日本100名城 (52) 観音寺城(かんおうんじじょう)
観音寺城は佐々木六角氏が繖山(きぬがさやま)全域に築いた巨大山城で、
湖東平野の中心にある標高約四百三十三メートルの繖山の南半分を中心に築かれていた。
南麓は中山道に面し、西麓は琵琶湖に面する、水陸交通の要衝に位置する位置である。
現在は山頂に観音正寺が建ち、全域に石垣を多く含む山城遺構が残っている。
「 観音寺山に六角氏が城砦を築き始めたのは、南北朝の争乱の頃と記録されているが、
この時期の遺構は見つかっていない。
本格的に城郭としての整備が行われたのは応仁の乱以降と考えられ、
大永五年(1525)の六角定頼による江北出陣の際には、
城に留守居役を置くほど整備されていたようである。
天文元年(1532)には、足利将軍を迎えているので、この頃、居住性を重視した城がほぼ完成したと考えられる。

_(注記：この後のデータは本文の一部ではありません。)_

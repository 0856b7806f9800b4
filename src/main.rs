//Enable more cargo lint tests
#![warn(rust_2018_idioms)]
#![warn(clippy::disallowed_types)]

use std::process::ExitCode;

use log::{error, info};
use simplelog::{ColorChoice, Config, TermLogger, TerminalMode};

use squeezer::tools::cli::{sqzopts_init, Mode};
use squeezer::{check_file, decode_file, encode_file};

fn main() -> ExitCode {
    let args = sqzopts_init();

    if let Err(e) = TermLogger::init(
        args.level_filter(),
        Config::default(),
        TerminalMode::Stderr,
        ColorChoice::Auto,
    ) {
        eprintln!("Unable to start the logger: {}", e);
    }
    args.report();
    let opts = args.options();

    //----- Figure how what we need to do and go do it
    let result = match &args.mode {
        Mode::Encode { input, output } => encode_file(input, output, &opts, args.force).map(|report| {
            println!(
                "The compression score (final size VS initial size) is {:.02}",
                report.score()
            );
        }),
        Mode::Decode { input, output } => {
            decode_file(input, output, &opts, args.force).map(|report| {
                info!("Expanded {} bytes into {}.", report.read, report.written);
            })
        }
        Mode::Check { input } => check_file(input, &opts).map(|report| {
            println!(
                "{}: ok, {} digrams, {} bytes expand to {}",
                input.display(),
                report.dictionary,
                report.read,
                report.written
            );
        }),
    };

    match result {
        Ok(()) => {
            info!("Done.");
            ExitCode::SUCCESS
        }
        Err(e) => {
            error!("{}", e);
            ExitCode::FAILURE
        }
    }
}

さらに、鉄砲の伝来による戦術の変化に対応し、1550年代頃に石垣を整備し、今日見られる城構えになった。
六角氏は南近江の守護職を任じられたが、応仁の乱以降、同族で北近江を支配する京極氏と対立する。
六角氏は京極氏とは違い、最後まで強力な戦国大名になれなかった。
この地区の自立性の高い国人層に対する支配権を維持するためには、連合政権的な支配形態をとらざるを得なかったためである。 」
観音寺城の構造は、その体質を表すように、南腹の斜面に家臣や国人領主の広い屋敷を配した多数の曲輪(郭)を展開しているが
、明確な防衛施設がなく、規模こそ大きいものの、非常に単純な構造になっていた。
このため、六角氏は有事に際しては、数度に渡り観音寺城に籠城、
また、足利氏による親征を受けるが、一時的に観音寺城を脱出し、また城を奪還するなど、戦うことはせず、
一旦退いて勢力の回復を待って、帰城する戦術を常とした。
「 永禄十一年(1568)、六角承禎が織田信長の攻撃を受け、戦わず城を放棄したことにより、
観音寺城は廃城になった。
現在、確認されている郭の数は、正確には把握されていないが、至るところに削平された平坦地を確認することができる。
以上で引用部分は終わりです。